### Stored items

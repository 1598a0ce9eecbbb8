use anyhow::Result;
use predicates::prelude::*;

use crate::common::{FileAssert, TestInstall};

#[test]
fn test_switch_channel_and_update() -> Result<()> {
    let install = TestInstall::new()?;
    install.publish("main", "common.txt", "stable")?;
    install.publish("dev", "common.txt", "dev")?;
    install.publish("dev", "experimental.lua", "new")?;
    install.mudsync().arg("update").assert().success();

    install
        .mudsync()
        .args(["channel", "dev"])
        .assert()
        .success()
        .stdout(predicate::str::contains("stable -> dev"))
        .stdout(predicate::str::contains("+ experimental.lua"))
        .stdout(predicate::str::contains("* common.txt"));

    assert!(install.read_local("mudsync.toml").contains("channel = \"dev\""));
    assert_eq!(install.read_local("common.txt"), "dev");

    install
        .mudsync()
        .arg("status")
        .assert()
        .success()
        .stdout(predicate::str::is_match(r"Channel:\s+dev \(dev\)")?);
    Ok(())
}

#[test]
fn test_channel_without_update() -> Result<()> {
    let install = TestInstall::new()?;
    install.publish("dev", "experimental.lua", "new")?;

    install.mudsync().args(["channel", "dev", "--no-update"]).assert().success();

    assert!(install.read_local("mudsync.toml").contains("channel = \"dev\""));
    assert!(install.read_local("mudsync.toml").contains("kind = \"local\""));
    FileAssert::not_exists(install.install_path().join("experimental.lua"));
    Ok(())
}

#[test]
fn test_unknown_channel_is_rejected() -> Result<()> {
    let install = TestInstall::new()?;
    install.mudsync().args(["channel", "beta"]).assert().failure().code(2);
    Ok(())
}
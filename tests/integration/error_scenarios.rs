use anyhow::Result;
use predicates::prelude::*;
use std::fs;

use crate::common::TestInstall;

#[test]
fn test_invalid_config_fails() -> Result<()> {
    let install = TestInstall::new()?;
    fs::write(install.install_path().join("mudsync.toml"), "channel = [unclosed")?;

    install
        .mudsync()
        .arg("status")
        .assert()
        .failure()
        .code(1)
        .stderr(predicate::str::contains("mudsync.toml"));
    Ok(())
}

#[test]
fn test_missing_mirror_fails_with_suggestion() -> Result<()> {
    let install = TestInstall::new()?;
    fs::remove_dir_all(install.mirror_path())?;

    install
        .mudsync()
        .arg("update")
        .assert()
        .failure()
        .code(1)
        .stderr(predicate::str::contains("does not exist"))
        .stderr(predicate::str::contains("suggestion"));
    Ok(())
}

#[test]
fn test_corrupt_manifest_is_regenerated() -> Result<()> {
    let install = TestInstall::new()?;
    install.publish("main", "x", "X1")?;
    install.write_local(".manifest", "// header\n{ not json")?;

    install.mudsync().arg("update").assert().success();

    let manifest = install.read_local(".manifest");
    assert!(manifest.contains("\"x\""));
    Ok(())
}
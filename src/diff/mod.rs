//! Plan computation: what to fetch and what to remove.
//!
//! [`compute_plan`] reconciles the local manifest with a remote manifest. Hash
//! equality is the only test for "unchanged": no timestamps, no sizes. Remote
//! entries matching the user's exclusions are skipped outright, and local
//! entries the remote no longer lists are scheduled for removal.
//!
//! The plan is pure data. Nothing here touches the filesystem or fails.
//!
//! # Examples
//!
//! ```rust
//! use mudsync::diff::compute_plan;
//! use mudsync::manifest::{FileRecord, Manifest};
//! use mudsync::policy::ExclusionSet;
//!
//! let local: Manifest = [FileRecord::new("x", "H1", "u/x")].into_iter().collect();
//! let remote: Manifest =
//!     [FileRecord::new("x", "H1", "u/x"), FileRecord::new("y", "H2", "u/y")].into_iter().collect();
//!
//! let plan = compute_plan(&local, &remote, &ExclusionSet::new());
//! assert_eq!(plan.fetch_names(), vec!["y"]);
//! assert!(plan.to_delete.is_empty());
//! ```

use crate::manifest::{FileRecord, Manifest};
use crate::policy::ExclusionSet;
use std::collections::BTreeSet;
use tracing::debug;

/// What an apply pass has to do.
#[derive(Debug, Clone, Default, PartialEq, Eq)]
pub struct UpdatePlan {
    /// Records to download, in sorted path order.
    pub to_fetch: Vec<FileRecord>,
    /// Normalized paths to remove, in sorted order.
    pub to_delete: Vec<String>,
    /// Subset of `to_fetch` that does not exist in the local manifest.
    new_files: BTreeSet<String>,
}

impl UpdatePlan {
    /// `true` when there is nothing to fetch and nothing to delete.
    #[must_use]
    pub fn is_empty(&self) -> bool {
        self.to_fetch.is_empty() && self.to_delete.is_empty()
    }

    /// Whether a fetched path is new rather than changed.
    #[must_use]
    pub fn is_new(&self, path: &str) -> bool {
        self.new_files.contains(path)
    }

    /// Number of fetches that add files.
    #[must_use]
    pub fn added_count(&self) -> usize {
        self.new_files.len()
    }

    /// Number of fetches that replace changed files.
    #[must_use]
    pub fn changed_count(&self) -> usize {
        self.to_fetch.len() - self.new_files.len()
    }

    /// Names of the records to fetch.
    #[must_use]
    pub fn fetch_names(&self) -> Vec<&str> {
        self.to_fetch.iter().map(|record| record.name.as_str()).collect()
    }
}

/// Computes the plan that converges `local` onto `remote`.
///
/// 1. Local keys are re-normalized (the file may have been edited by hand).
/// 2. Each remote entry is skipped if excluded, fetched if absent locally or
///    if its hash differs, and left alone otherwise.
/// 3. Each local path missing from the remote is scheduled for deletion.
#[must_use]
pub fn compute_plan(local: &Manifest, remote: &Manifest, exclusions: &ExclusionSet) -> UpdatePlan {
    let local = local.normalized();
    let mut plan = UpdatePlan::default();

    for (path, remote_record) in remote.iter() {
        if exclusions.matches(path) {
            debug!("Skipping excluded path {}", path);
            continue;
        }

        match local.get(path) {
            None => {
                plan.new_files.insert(path.clone());
                plan.to_fetch.push(remote_record.clone());
            }
            Some(local_record) if local_record.hash != remote_record.hash => {
                plan.to_fetch.push(remote_record.clone());
            }
            Some(_) => {}
        }
    }

    plan.to_delete = local.paths().filter(|path| !remote.contains(path)).cloned().collect();

    debug!(
        "Plan: {} new, {} changed, {} removed",
        plan.added_count(),
        plan.changed_count(),
        plan.to_delete.len()
    );
    plan
}

/// The manifest to persist once a plan has been applied successfully.
///
/// Non-excluded remote entries are taken from `remote`. For excluded paths the
/// existing local record is carried over, so a file the user pinned keeps the
/// hash of the content actually on disk.
#[must_use]
pub fn next_manifest(local: &Manifest, remote: &Manifest, exclusions: &ExclusionSet) -> Manifest {
    let local = local.normalized();
    let mut next = Manifest::new();

    for (path, remote_record) in remote.iter() {
        if exclusions.matches(path) {
            if let Some(local_record) = local.get(path) {
                next.insert(local_record.clone());
            }
        } else {
            next.insert(remote_record.clone());
        }
    }

    next
}
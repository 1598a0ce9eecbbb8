use anyhow::Result;
use predicates::prelude::*;
use std::fs;

use crate::common::TestInstall;

#[test]
fn test_status_before_install() -> Result<()> {
    let install = TestInstall::new()?;

    install
        .mudsync()
        .arg("status")
        .assert()
        .success()
        .stdout(predicate::str::contains("No manifest found"))
        .stdout(predicate::str::is_match(r"Channel:\s+stable \(main\)")?);
    Ok(())
}

#[test]
fn test_status_counts() -> Result<()> {
    let install = TestInstall::new()?;
    install.publish("main", "a.txt", "A")?;
    install.publish("main", "b.txt", "B")?;
    install.publish("main", "gone.txt", "G")?;
    install.mudsync().arg("update").assert().success();

    install.unpublish("main", "gone.txt")?;
    install.mudsync().arg("update").assert().success();

    fs::remove_file(install.install_path().join("b.txt"))?;
    install.write_local("notes.txt", "mine")?;

    install
        .mudsync()
        .arg("status")
        .assert()
        .success()
        .stdout(predicate::str::is_match(r"Tracked:\s+2")?)
        .stdout(predicate::str::is_match(r"Missing:\s+1")?)
        .stdout(predicate::str::contains("! b.txt"))
        .stdout(predicate::str::is_match(r"Untracked:\s+1")?)
        .stdout(predicate::str::is_match(r"Quarantined:\s+1")?);
    Ok(())
}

### Work task
How many lines in the data above contain the word "stderr"? Reply with only that figure.

### Response
3